AIMCO, through its wholly owned subsidiaries, AIMCO-GP, Inc. and AIMCO-LP Trust, owns a majority of the ownership interests in the AIMCO Operating Partnership. The company conducts all of its business and owns all of its assets through the AIMCO Operating Partnership.

The company operates through two business segments: conventional real estate operations, and affordable real estate operations.

The conventional real estate operations segment consists of market-rate apartments where the rent is paid by the residents. At the end of 2012, AIMCO operated 175 conventional properties with 55,879 units.

In the affordable real estate operations segment, rents are generally paid in whole or part, by a government agency. At December 31, 2012, the segment consisted of 90 properties with 12,098 units.

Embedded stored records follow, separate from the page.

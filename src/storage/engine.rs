use super::{DatabaseState, MigrationLock};
use crate::core::Result;

/// A target database the migrator can drive.
///
/// `commit` must replace the stored state all-or-nothing: a reader never
/// observes a catalog from one step paired with the bookkeeping row of
/// another.
pub trait SchemaBackend: Send + Sync {
    /// Human readable location, for logs.
    fn describe(&self) -> String;

    /// Read the last committed state.
    fn load(&self) -> Result<DatabaseState>;

    /// Atomically publish a new state.
    fn commit(&self, state: DatabaseState) -> Result<()>;

    /// Take the per-target migration lock.
    fn lock(&self, target: &str) -> Result<MigrationLock>;
}

impl<T: SchemaBackend + ?Sized> SchemaBackend for Box<T> {
    fn describe(&self) -> String {
        (**self).describe()
    }

    fn load(&self) -> Result<DatabaseState> {
        (**self).load()
    }

    fn commit(&self, state: DatabaseState) -> Result<()> {
        (**self).commit(state)
    }

    fn lock(&self, target: &str) -> Result<MigrationLock> {
        (**self).lock(target)
    }
}
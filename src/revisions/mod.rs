//! Revisions of the 5e sheets database, oldest first.
//!
//! Add a module per revision and list it in [`all`]. `sheets-migrate revision`
//! prints a fresh id to use.

pub mod baseline;
pub mod spell_table;

use crate::core::Result;
use crate::revision::{Revision, RevisionGraph};

pub fn all() -> Vec<Revision> {
    vec![baseline::revision(), spell_table::revision()]
}

/// The validated graph of every known revision.
pub fn graph() -> Result<RevisionGraph> {
    RevisionGraph::new(all())
}
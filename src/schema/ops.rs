// ============================================================================
// Schema Operations
// ============================================================================
//
// The DDL primitives a revision is made of. Each primitive renders to SQL
// and, where the inverse is purely syntactic, knows its own inverse.
//
// ============================================================================

use std::fmt;

use serde::{Deserialize, Serialize};

use crate::core::{IndexDef, TableDef};

#[derive(Debug, Clone, PartialEq, Serialize, Deserialize)]
pub enum SchemaOp {
    CreateTable(TableDef),
    DropTable { name: String },
    CreateIndex(IndexDef),
    DropIndex { table: String, name: String },
}

impl SchemaOp {
    pub fn create_table(def: TableDef) -> Self {
        Self::CreateTable(def)
    }

    pub fn drop_table(name: impl Into<String>) -> Self {
        Self::DropTable { name: name.into() }
    }

    pub fn create_index(index: IndexDef) -> Self {
        Self::CreateIndex(index)
    }

    pub fn drop_index(table: impl Into<String>, name: impl Into<String>) -> Self {
        Self::DropIndex {
            table: table.into(),
            name: name.into(),
        }
    }

    /// Table the operation touches.
    pub fn table_name(&self) -> &str {
        match self {
            Self::CreateTable(def) => &def.name,
            Self::DropTable { name } => name,
            Self::CreateIndex(index) => &index.table,
            Self::DropIndex { table, .. } => table,
        }
    }

    /// Short label used in logs and error messages.
    pub fn label(&self) -> String {
        match self {
            Self::CreateTable(def) => format!("create_table({})", def.name),
            Self::DropTable { name } => format!("drop_table({})", name),
            Self::CreateIndex(index) => format!("create_index({})", index.name),
            Self::DropIndex { name, .. } => format!("drop_index({})", name),
        }
    }

    /// Syntactic inverse. Drops carry no definition to recreate from, so
    /// they have none.
    pub fn inverse(&self) -> Option<SchemaOp> {
        match self {
            Self::CreateTable(def) => Some(Self::drop_table(def.name.clone())),
            Self::CreateIndex(index) => {
                Some(Self::drop_index(index.table.clone(), index.name.clone()))
            }
            Self::DropTable { .. } | Self::DropIndex { .. } => None,
        }
    }
}

impl fmt::Display for SchemaOp {
    fn fmt(&self, f: &mut fmt::Formatter<'_>) -> fmt::Result {
        match self {
            Self::CreateTable(def) => {
                writeln!(f, "CREATE TABLE {} (", def.name)?;
                let mut lines = Vec::with_capacity(def.columns.len() + 1);
                for column in &def.columns {
                    let mut line = format!("    {} {}", column.name, column.data_type);
                    if !column.nullable {
                        line.push_str(" NOT NULL");
                    }
                    if let Some(default) = &column.default {
                        line.push_str(" DEFAULT ");
                        line.push_str(&default.to_sql_literal());
                    }
                    lines.push(line);
                }
                if !def.primary_key.is_empty() {
                    lines.push(format!("    PRIMARY KEY ({})", def.primary_key.join(", ")));
                }
                writeln!(f, "{}", lines.join(",\n"))?;
                write!(f, ");")
            }
            Self::DropTable { name } => write!(f, "DROP TABLE {};", name),
            Self::CreateIndex(index) => write!(
                f,
                "CREATE {}INDEX {} ON {} ({});",
                if index.unique { "UNIQUE " } else { "" },
                index.name,
                index.table,
                index.columns.join(", ")
            ),
            Self::DropIndex { name, .. } => write!(f, "DROP INDEX {};", name),
        }
    }
}

#[cfg(test)]
mod tests {
    use super::*;
    use crate::core::{Column, DataType};

    #[test]
    fn test_create_inverts_to_drop() {
        let create = SchemaOp::create_index(IndexDef::new("ix_spell_name", "spell", ["name"]).unique());
        assert_eq!(
            create.inverse(),
            Some(SchemaOp::drop_index("spell", "ix_spell_name"))
        );
        assert_eq!(SchemaOp::drop_table("spell").inverse(), None);
    }

    #[test]
    fn test_render_create_table() {
        let op = SchemaOp::create_table(
            TableDef::new("spell")
                .column(Column::new("id", DataType::Integer).not_null())
                .column(Column::new("school", DataType::String(1)).not_null())
                .column(Column::new("ritual", DataType::Boolean).default_value(false))
                .primary_key(["id"]),
        );
        let sql = op.to_string();
        assert!(sql.starts_with("CREATE TABLE spell ("));
        assert!(sql.contains("    school VARCHAR(1) NOT NULL,"));
        assert!(sql.contains("    ritual BOOLEAN DEFAULT FALSE,"));
        assert!(sql.ends_with("    PRIMARY KEY (id)\n);"));
    }

    #[test]
    fn test_render_indexes() {
        let unique = SchemaOp::create_index(IndexDef::new("ix_spell_name", "spell", ["name"]).unique());
        assert_eq!(unique.to_string(), "CREATE UNIQUE INDEX ix_spell_name ON spell (name);");
        assert_eq!(
            SchemaOp::drop_index("spell", "ix_spell_name").to_string(),
            "DROP INDEX ix_spell_name;"
        );
    }

    #[test]
    fn test_table_name_of_index_ops() {
        let create = SchemaOp::create_index(IndexDef::new("ix_spell_name", "spell", ["name"]));
        assert_eq!(create.table_name(), "spell");
        assert_eq!(SchemaOp::drop_index("spell", "ix_spell_name").table_name(), "spell");
        assert_eq!(SchemaOp::drop_table("spell").table_name(), "spell");
    }
}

The company owns and manages a broad range of real estate properties including suburban garden-style, urban high-rise properties, etc. at a range of average monthly rental rates. AIMCO's real estate operations comprise a dedicated construction services group which manages all on-site improvements other than routine maintenance. The company undertakes the redevelopment work to add value to the properties ranging from minor to thorough renovation. It conducts the redevelopment through a specialized redevelopment and construction services group, which includes developers, engineers, architects and construction managers, to oversee the projects.

Key Metrics

The company recorded revenues of $984 million in the fiscal year ending December 2014, an increase of 4.7% compared to fiscal 2013. Its net income was $309 million in fiscal 2014, compared to a net income of $207 million in the preceding year.